// SPDX-License-Identifier: AGPL-3.0-or-later
// Copyright (c) 2025 ReifyDB

//! Actors: cooperative tasks running on a fiber inside a strand.
//!
//! An actor's body is an async closure receiving the [`Actor`] handle. It is
//! created with [`Actor::create`], started with [`Actor::notify_run`] and
//! reaches `Quit` only after its body returned (or was unwound by a forced
//! quit) and every child it left behind has quit as well.
//!
//! ```no_run
//! use reifydb_runtime::{Actor, Engine, EngineConfig, SchedPolicy, Strand};
//!
//! let engine = Engine::new(EngineConfig::default());
//! engine.run(2, SchedPolicy::default()).unwrap();
//!
//! let actor = Actor::create(&Strand::create(&engine), |actor| async move {
//! 	let child = actor.create_child(|child| async move {
//! 		child.sleep(std::time::Duration::from_millis(10)).await?;
//! 		Ok(())
//! 	});
//! 	actor.child_run(&child)?;
//! 	actor.child_wait_quit(&child).await?;
//! 	Ok(())
//! });
//! actor.notify_run().unwrap();
//! actor.outside_wait_quit().unwrap();
//! engine.stop().unwrap();
//! ```

mod child;
mod fiber;
mod quit;

use std::{
	future::Future,
	pin::Pin,
	sync::{Arc, atomic::Ordering},
	task::{Context, Poll},
	time::Duration,
};

pub use child::ChildActor;
pub(crate) use fiber::ActorCell;
use fiber::Body;
pub use fiber::QuitWait;
use futures_util::future::{BoxFuture, Either, select};
pub(crate) use quit::QuitSlot;
pub use quit::{QuitGuard, QuitSignal};
use tracing::debug;

use crate::{
	engine::current_engine_id,
	error::{Error, Result},
	return_usage_error,
	strand::{StackMode, Strand},
	timer::Sleep,
	usage_error,
};

#[derive(Debug, Clone, Copy, PartialEq, Eq, Hash)]
pub enum ActorState {
	Created,
	Runnable,
	Running,
	Suspended,
	Quitting,
	Quit,
}

/// How an actor ended; visible to everyone waiting for it.
#[derive(Debug, Clone, PartialEq, Eq)]
pub enum ActorExit {
	Completed,
	Failed(Error),
	Panicked(String),
	ForceQuit,
}

impl ActorExit {
	pub fn is_completed(&self) -> bool {
		matches!(self, ActorExit::Completed)
	}

	pub fn is_force_quit(&self) -> bool {
		matches!(self, ActorExit::ForceQuit)
	}
}

pub(crate) fn box_body<F, Fut>(body: F) -> Body
where
	F: FnOnce(Actor) -> Fut + Send + 'static,
	Fut: Future<Output = Result<()>> + Send + 'static,
{
	Box::new(move |actor| -> BoxFuture<'static, Result<()>> { Box::pin(body(actor)) })
}

/// Handle to an actor. Cheap to clone.
#[derive(Clone)]
pub struct Actor {
	pub(crate) cell: Arc<ActorCell>,
}

impl Actor {
	pub fn create<F, Fut>(strand: &Strand, body: F) -> Self
	where
		F: FnOnce(Actor) -> Fut + Send + 'static,
		Fut: Future<Output = Result<()>> + Send + 'static,
	{
		Self::create_with_stack(strand, StackMode::Default, body)
	}

	pub fn create_with_stack<F, Fut>(strand: &Strand, stack: StackMode, body: F) -> Self
	where
		F: FnOnce(Actor) -> Fut + Send + 'static,
		Fut: Future<Output = Result<()>> + Send + 'static,
	{
		Self::from_cell(ActorCell::new(strand.clone(), stack, None, box_body(body)))
	}

	pub(crate) fn from_cell(cell: Arc<ActorCell>) -> Self {
		Self {
			cell,
		}
	}

	pub fn id(&self) -> u64 {
		self.cell.id
	}

	pub fn strand(&self) -> &Strand {
		&self.cell.strand
	}

	pub fn parent_id(&self) -> Option<u64> {
		self.cell.parent
	}

	pub fn state(&self) -> ActorState {
		self.cell.core.lock().state
	}

	/// Exit of the actor, once it has quit.
	pub fn exit(&self) -> Option<ActorExit> {
		let core = self.cell.core.lock();
		if core.state == ActorState::Quit {
			core.exit.clone()
		} else {
			None
		}
	}

	pub fn is_quit(&self) -> bool {
		self.state() == ActorState::Quit
	}

	/// Children created and not yet waited for.
	pub fn child_count(&self) -> usize {
		self.cell.core.lock().children.len()
	}

	/// Make the actor runnable. Fails if it was started before or the engine
	/// is not running.
	pub fn notify_run(&self) -> Result<()> {
		let engine = self.cell.strand.inner().engine()?;
		{
			let mut core = self.cell.core.lock();
			if core.state != ActorState::Created {
				return_usage_error!("actor {} was already started", self.cell.id);
			}
			core.state = ActorState::Runnable;
			core.work = Some(engine.work_guard());
		}

		debug!(actor = self.cell.id, strand = self.cell.strand.id(), "actor started");
		self.cell.schedule();
		Ok(())
	}

	/// Request a forced quit. Usable from anywhere; does not wait.
	pub fn notify_quit(&self) {
		self.cell.request_quit();
	}

	/// Block the calling thread until the actor has quit.
	///
	/// Must not be called from a worker of the actor's engine.
	pub fn outside_wait_quit(&self) -> Result<ActorExit> {
		if current_engine_id() == self.cell.strand.inner().engine_id() {
			return_usage_error!("outside_wait_quit called on a worker of the actor's engine");
		}

		let mut core = self.cell.core.lock();
		if core.state == ActorState::Created {
			return_usage_error!("actor {} was never started", self.cell.id);
		}
		while core.state != ActorState::Quit {
			self.cell.quit_cond.wait(&mut core);
		}
		Ok(core.exit.clone().unwrap_or(ActorExit::Completed))
	}

	/// Wait from inside another actor for this one to quit.
	pub fn wait_quit(&self) -> QuitWait {
		QuitWait::new(self.cell.clone())
	}

	/// Wait for an actor that is not one of our children.
	pub async fn actor_wait_quit(&self, other: &Actor) -> Result<ActorExit> {
		if other.id() == self.id() {
			return_usage_error!("actor {} cannot wait for itself", self.id());
		}
		if other.state() == ActorState::Created {
			return_usage_error!("actor {} was never started", other.id());
		}
		Ok(other.wait_quit().await)
	}

	pub fn sleep_future(&self, delay: Duration) -> Result<Sleep> {
		let scheduler = self.cell.strand.inner().engine()?.scheduler()?;
		Ok(Sleep::new(scheduler, delay))
	}

	pub async fn sleep(&self, delay: Duration) -> Result<()> {
		self.sleep_future(delay)?.await;
		Ok(())
	}

	/// Give every other continuation queued on the strand a turn.
	pub fn yield_now(&self) -> YieldNow {
		YieldNow {
			yielded: false,
		}
	}

	/// Race `future` against a deadline. Exactly one outcome is observed and
	/// the loser is dropped.
	pub async fn timeout<F: Future>(&self, delay: Duration, future: F) -> Result<F::Output> {
		let sleep = self.sleep_future(delay)?;
		let future = std::pin::pin!(future);

		match select(future, sleep).await {
			Either::Left((output, _)) => Ok(output),
			Either::Right(((), _)) => Err(Error::Timeout(delay)),
		}
	}

	pub fn quit_guard(&self) -> QuitGuard {
		QuitGuard::new(self.cell.clone())
	}

	pub fn quit_requested(&self) -> bool {
		self.cell.quit_requested.load(Ordering::Acquire)
	}

	pub fn quit_signal(&self) -> QuitSignal {
		QuitSignal::new(self.cell.clone())
	}

	/// Remaining stack margin in bytes.
	pub fn check_stack(&self) -> Result<usize> {
		let core = self.cell.core.lock();
		match core.stack.as_ref() {
			Some(stack) => stack.check(self.cell.strand.stack_pool().config().min_margin),
			None => Err(usage_error!("actor {} has no stack checked out", self.cell.id)),
		}
	}

	pub fn stack_size(&self) -> usize {
		self.cell.core.lock().stack.as_ref().map_or(0, |stack| stack.size())
	}

	pub fn using_stack_size(&self) -> usize {
		self.cell.core.lock().stack.as_ref().map_or(0, |stack| stack.used())
	}
}

impl PartialEq for Actor {
	fn eq(&self, other: &Self) -> bool {
		self.cell.id == other.cell.id
	}
}

impl Eq for Actor {}

impl std::fmt::Debug for Actor {
	fn fmt(&self, f: &mut std::fmt::Formatter<'_>) -> std::fmt::Result {
		f.debug_struct("Actor").field("id", &self.cell.id).field("strand", &self.cell.strand.id()).finish()
	}
}

/// Future returned by [`Actor::yield_now`].
pub struct YieldNow {
	yielded: bool,
}

impl Future for YieldNow {
	type Output = ();

	fn poll(mut self: Pin<&mut Self>, cx: &mut Context<'_>) -> Poll<()> {
		if self.yielded {
			return Poll::Ready(());
		}
		self.yielded = true;
		cx.waker().wake_by_ref();
		Poll::Pending
	}
}
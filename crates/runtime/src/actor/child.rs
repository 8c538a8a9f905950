// SPDX-License-Identifier: AGPL-3.0-or-later
// Copyright (c) 2025 ReifyDB

//! The supervision tree: children are owned by the actor that created them.
//!
//! A parent keeps a strong handle to each child until it has waited for it.
//! Children still attached when the parent's body ends are force-quit and
//! awaited before the parent reaches `Quit`.

use std::{future::Future, ops::Deref, sync::atomic::Ordering};

use tracing::trace;

use super::{Actor, ActorExit, ActorState, box_body, fiber::ActorCell};
use crate::{
	error::Result,
	return_usage_error,
	strand::{StackMode, Strand},
};

/// Handle to a child actor, remembering which actor created it.
#[derive(Clone, Debug)]
pub struct ChildActor {
	actor: Actor,
	parent: u64,
}

impl ChildActor {
	pub fn actor(&self) -> &Actor {
		&self.actor
	}

	pub fn parent(&self) -> u64 {
		self.parent
	}
}

impl Deref for ChildActor {
	type Target = Actor;

	fn deref(&self) -> &Actor {
		&self.actor
	}
}

impl Actor {
	/// Create a child on this actor's strand.
	pub fn create_child<F, Fut>(&self, body: F) -> ChildActor
	where
		F: FnOnce(Actor) -> Fut + Send + 'static,
		Fut: Future<Output = Result<()>> + Send + 'static,
	{
		self.spawn_child(self.cell.strand.clone(), StackMode::Default, body)
	}

	pub fn create_child_on<F, Fut>(&self, strand: &Strand, body: F) -> ChildActor
	where
		F: FnOnce(Actor) -> Fut + Send + 'static,
		Fut: Future<Output = Result<()>> + Send + 'static,
	{
		self.spawn_child(strand.clone(), StackMode::Default, body)
	}

	pub fn create_child_with_stack<F, Fut>(&self, stack: StackMode, body: F) -> ChildActor
	where
		F: FnOnce(Actor) -> Fut + Send + 'static,
		Fut: Future<Output = Result<()>> + Send + 'static,
	{
		self.spawn_child(self.cell.strand.clone(), stack, body)
	}

	fn spawn_child<F, Fut>(&self, strand: Strand, stack: StackMode, body: F) -> ChildActor
	where
		F: FnOnce(Actor) -> Fut + Send + 'static,
		Fut: Future<Output = Result<()>> + Send + 'static,
	{
		let child = Actor::from_cell(ActorCell::new(strand, stack, Some(self.cell.id), box_body(body)));
		self.cell.core.lock().children.push(child.clone());
		trace!(parent = self.cell.id, child = child.id(), "child created");

		ChildActor {
			actor: child,
			parent: self.cell.id,
		}
	}

	pub(crate) fn check_child(&self, child: &ChildActor) -> Result<()> {
		if child.parent != self.cell.id {
			return_usage_error!("actor {} is a child of {}, not of {}", child.id(), child.parent, self.cell.id);
		}
		Ok(())
	}

	pub fn child_run(&self, child: &ChildActor) -> Result<()> {
		self.check_child(child)?;
		child.actor.notify_run()
	}

	/// Start every child that has not been started yet.
	pub fn child_run_all(&self) -> Result<()> {
		let children = self.cell.core.lock().children.clone();
		for child in children.iter().filter(|child| child.state() == ActorState::Created) {
			child.notify_run()?;
		}
		Ok(())
	}

	pub async fn child_wait_quit(&self, child: &ChildActor) -> Result<ActorExit> {
		self.check_child(child)?;
		if child.state() == ActorState::Created {
			return_usage_error!("child {} was never started", child.id());
		}
		self.wait_child(&child.actor).await
	}

	/// Wait for every attached child; all of them must have been started.
	pub async fn child_wait_quit_all(&self) -> Result<Vec<ActorExit>> {
		let children = self.cell.core.lock().children.clone();
		if let Some(child) = children.iter().find(|child| child.state() == ActorState::Created) {
			return_usage_error!("child {} was never started", child.id());
		}

		let mut exits = Vec::with_capacity(children.len());
		for child in &children {
			exits.push(self.wait_child(child).await?);
		}
		Ok(exits)
	}

	/// Force a child to quit and wait until it has.
	pub async fn child_force_quit(&self, child: &ChildActor) -> Result<ActorExit> {
		self.check_child(child)?;
		child.actor.notify_quit();
		self.wait_child(&child.actor).await
	}

	pub async fn child_force_quit_all(&self) -> Result<Vec<ActorExit>> {
		let children = self.cell.core.lock().children.clone();
		for child in &children {
			child.notify_quit();
		}

		let mut exits = Vec::with_capacity(children.len());
		for child in &children {
			exits.push(self.wait_child(child).await?);
		}
		Ok(exits)
	}

	async fn wait_child(&self, child: &Actor) -> Result<ActorExit> {
		if child.cell.waited.swap(true, Ordering::AcqRel) {
			return_usage_error!("child {} was already waited for", child.id());
		}

		let exit = child.wait_quit().await;
		self.cell.core.lock().children.retain(|attached| attached.id() != child.id());
		trace!(parent = self.cell.id, child = child.id(), ?exit, "child reaped");
		Ok(exit)
	}
}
= = =
## ASSIGNMENT
The answer must be a single number: how many lines above contain the word "QuitGuard".

## REPLY
3